**INSTRUCTIONS FOR THE TASK**
Reproduce exactly the lines below, from the first through the one containing "pub fn publish(&self, event: OverlayEvent)", and nothing more.

(DATA EXTRACT)

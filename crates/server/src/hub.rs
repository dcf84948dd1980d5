//! Overlay event fan-out
//!
//! One broadcast channel, any number of SSE subscribers. A subscriber that
//! falls more than the channel capacity behind loses the oldest events and
//! carries on; nobody connected means events are dropped.

use futures::stream::{self, Stream, StreamExt};
use landing_judge_core::OverlayEvent;
use tokio::sync::broadcast;
use tokio_stream::wrappers::errors::BroadcastStreamRecvError;
use tokio_stream::wrappers::BroadcastStream;

#[derive(Debug, Clone)]
pub struct EventHub {
    tx: broadcast::Sender<OverlayEvent>,
}

impl EventHub {
    pub fn new(capacity: usize) -> Self {
        let (tx, _) = broadcast::channel(capacity.max(1));
        Self { tx }
    }

    /// Send to every current subscriber; returns how many received it
    pub fn publish(&self, event: OverlayEvent) -> usize {
        let kind = event.kind();
        let delivered = self.tx.send(event).unwrap_or(0);
        tracing::debug!(kind, delivered, "Published overlay event");
        self.report_subscribers();
        delivered
    }

    pub fn subscribe(&self) -> broadcast::Receiver<OverlayEvent> {
        let rx = self.tx.subscribe();
        self.report_subscribers();
        rx
    }

    pub fn subscriber_count(&self) -> usize {
        self.tx.receiver_count()
    }

    /// `hello` followed by every event published from now on
    pub fn stream(&self) -> impl Stream<Item = OverlayEvent> + Send + 'static {
        let live = BroadcastStream::new(self.subscribe()).filter_map(|item| async move {
            match item {
                Ok(event) => Some(event),
                Err(BroadcastStreamRecvError::Lagged(skipped)) => {
                    tracing::warn!(skipped, "Overlay subscriber lagged, events dropped");
                    None
                }
            }
        });
        stream::once(async { OverlayEvent::Hello }).chain(live)
    }

    fn report_subscribers(&self) {
        metrics::gauge!("landing_sse_subscribers").set(self.subscriber_count() as f64);
    }
}

impl Default for EventHub {
    fn default() -> Self {
        Self::new(landing_judge_config::constants::server::EVENT_CHANNEL_CAPACITY)
    }
}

(End DATA EXTRACT)

**TASK ANSWER**
filename crates/server/src/hub.rs
repository dcf84948dd1980d5
//! Overlay event fan-out
//!
//! One broadcast channel, any number of SSE subscribers. A subscriber that
//! falls more than the channel capacity behind loses the oldest events and
//! carries on; nobody connected means events are dropped.

use futures::stream::{self, Stream, StreamExt};
use landing_judge_core::OverlayEvent;
use tokio::sync::broadcast;
use tokio_stream::wrappers::errors::BroadcastStreamRecvError;
use tokio_stream::wrappers::BroadcastStream;

#[derive(Debug, Clone)]
pub struct EventHub {
    tx: broadcast::Sender<OverlayEvent>,
}

impl EventHub {
    pub fn new(capacity: usize) -> Self {
        let (tx, _) = broadcast::channel(capacity.max(1));
        Self { tx }
    }

    /// Send to every current subscriber; returns how many received it
    pub fn publish(&self, event: OverlayEvent) -> usize {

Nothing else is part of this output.